A developer asked me today for advice on migrating an ISAM-type application to SQL. Reporting is straightforward; SQL query and result sets make that much easier than ISAM would. But how to handle an interactive program where the user looks up a record by some criteria, and then expects to be able to page forwards and backwards by clicking on
Prev and
Next buttons?
I'm not really sure what the best answer is, but thought I would write down some possibilities in case this question comes up again.
The first idea is to do a separate query limited to 1 result record for each operation. That's not the most efficient approach, particularly if the database server is across a network, but for interactive use it might be ok. (As long as the user doesn't hold down the
Prev button to scroll rapidly through hundreds of records.) One big complication here is how to handle duplicate keys. If for example the user looks up customer
Smith, what query do you use to simulate get-next or get-prev? The only answer I can think of is to not limit the query to just one record. If you use, for example
SELECT TOP 100 FROM customers WHERE last_name >= 'Smith' then you can at least advance forward through them (provided there are less than 100 Smiths). But if you hit the end of the result set on a name that has duplicates, it's tricky to select the next batch without overlapping the current batch. We might be able to ignore that problem for a typical program of the type being considered, by just forcing the user to start over with a new starting customer lookup when you hit the end of the result set. (This kind of interactive program isn't intended to allow unlimited scrolling through records; you'd use a more general query front-end to allow that kind of thing.)
So let's say that we want to allow the user to look up a customer and if it's not quite the right one, be able to do, say, a couple of dozen
Prev or
Next operations. The
Next operations we just described, relying on the TOP or LIMIT clause in the query to return a specified number of records. But how do you select a group of records
around the target record, i.e. both above and below it, so that you can use a
Next and
Prev operations (like you could with ISAM)? That's a tougher nut to crack, and actually introduces two separate hurdles:
1) Selecting N records on both sides of a particular target can be accomplished with a UNION clause in the query, but it makes the query a lot more complicated. Instead of something like:
SELECT TOP 20 first_name, last_name FROM sales.customers WHERE last_name = 'Smith' ORDER BY last_name
you have to do something along the lines of:
WITH C1 AS
(
SELECT TOP 20 first_name, last_name FROM customers WHERE last_name < 'Smith' ORDER BY last_name DESC),
), C2 AS
(
SELECT TOP 20 first_name, last_name FROM customers WHERE last_name >= 'Smith' ORDER BY last_name ASC),
)
SELECT * FROM C1
UNION
SELECT * FROM C2
ORDER BY last_name ASC
!!!
2) Then, instead of just advancing through the result set using the normal forward cursor, you need to explicitly specify the row # you want, both to start in the middle of the set on 'Smith', and to be able to go forwards and backwards. .Fortunately that's quite easy; first set the cursor type to scrollable (rather than the default forward only), and then set the cmdhdr.cmdarg2 field in the
SQLOP_FETCH_ROW call to the desired row #. So in this case, we'd start with row 21 (i.e. the first one >= 'Smith'), and then just add or subtract 1 to move forwards and backwards.

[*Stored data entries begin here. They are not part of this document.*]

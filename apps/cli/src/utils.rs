//! 参数解析工具

use anyhow::{Context, Result, bail};

/// 解析 CAN ID：`0x123` / `123h` 按十六进制，其余按十进制
pub fn parse_can_id(s: &str) -> Result<u32> {
    let s = s.trim();
    let (digits, radix) = if let Some(hex) = s.strip_prefix("0x").or_else(|| s.strip_prefix("0X")) {
        (hex, 16)
    } else if let Some(hex) = s.strip_suffix('h') {
        (hex, 16)
    } else {
        (s, 10)
    };
    u32::from_str_radix(digits, radix).with_context(|| format!("无效的 CAN ID '{}'", s))
}

/// 解析十六进制字节串，允许空格 / `:` / `-` 分隔（例如 `01 02 0A` 或 `01:02:0a`）
pub fn parse_hex_bytes(s: &str) -> Result<Vec<u8>> {
    let compact: String = s
        .chars()
        .filter(|c| !c.is_whitespace() && *c != ':' && *c != '-')
        .collect();
    if compact.is_empty() {
        bail!("数据为空");
    }
    hex::decode(&compact).with_context(|| format!("无效的十六进制数据 '{}'", s))
}

/// `01 02 0A` 形式输出
pub fn format_hex(data: &[u8]) -> String {
    data.iter()
        .map(|b| format!("{:02X}", b))
        .collect::<Vec<_>>()
        .join(" ")
}
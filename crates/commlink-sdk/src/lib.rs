//! Commlink SDK - CAN / 串口设备传输层
//!
//! 为应用提供有界超时、基于句柄的两种物理链路访问：
//!
//! - **CAN** (`can`): Linux SocketCAN 上的经典 CAN 帧收发
//! - **串口** (`serial`): termios 配置的字符设备读写，带一次性权限恢复
//! - **公共层** (`common`): 统一错误类型、超时 I/O、句柄表
//!
//! 两种传输的契约形状相同：`open` 得到句柄 → 带超时的 `write` / `read` → `close`。
//!
//! # 快速开始
//!
//! ```no_run
//! # #[cfg(target_os = "linux")]
//! # fn main() -> Result<(), commlink_sdk::LinkError> {
//! use commlink_sdk::{CanFlags, CanTransport};
//! use std::time::Duration;
//!
//! commlink_sdk::logging::init();
//!
//! let mut can = CanTransport::new();
//! let handle = can.open("can0")?;
//! can.write(handle, 0x123, CanFlags::empty(), &[1, 2, 3], Duration::from_millis(100))?;
//! can.close(handle);
//! # Ok(())
//! # }
//! # #[cfg(not(target_os = "linux"))]
//! # fn main() {}
//! ```
//!
//! 只能传递整数的调用方使用 [`compat`] 中的 `NativeCan` / `NativeSerial`。

pub use commlink_can as can;
pub use commlink_core as common;
pub use commlink_serial as serial;

pub mod logging;

#[cfg(target_os = "linux")]
pub mod compat;

// --- 常用类型 ---

pub use commlink_core::{LinkError, LinkHandle, status_code};

pub use commlink_can::{CanConfig, CanFilter, CanFlags, CanFrame, FrameHeader};
#[cfg(target_os = "linux")]
pub use commlink_can::CanTransport;

pub use commlink_serial::{
    DataBits, LineSettings, NoEscalation, Parity, PrivilegeEscalator, SerialBaud, SerialConfig,
    StopBits, SuChmod,
};
#[cfg(target_os = "linux")]
pub use commlink_serial::SerialTransport;

#[cfg(target_os = "linux")]
pub use compat::{NativeCan, NativeSerial};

Another approach would be to use
SQLOP_FETCH_GRID to fetch the entire result set (maybe even the entire table) in one step into a gridmap and then use the same navigation technique just described. But note that if you want to start at a particular record which is somewhere in the middle of the result set (as in our Smith example), unless you something like the UNION trick above, there's way to go directly to that record, other than scanning the entire result set or gridmap until you locate it.
Either approach (and perhaps every approach) will probably involve considerably more code than the original ISAM version. So maybe before starting out down that path, it might be worth rethinking the user interface to be more naturally compatible with result sets rather than individual record get/next/prev operations. In this customer file maintenance example, allowing
Next and
Prev operations made sense when the only way to look up a customer was by a single key like name. But in the SQL model, you could easily create a customer lookup front-end using query features such as LIKE, CONTAINS, wildcards, etc. to display a batch of possible matches in a pick list that the user can select from. Of course that also will involve more user interface code, but probably allows you to eliminate a bunch of file selection, traversal, and maintenance code. And the result might actually be better for the user, rather than merely just-as-good as the ISAM version.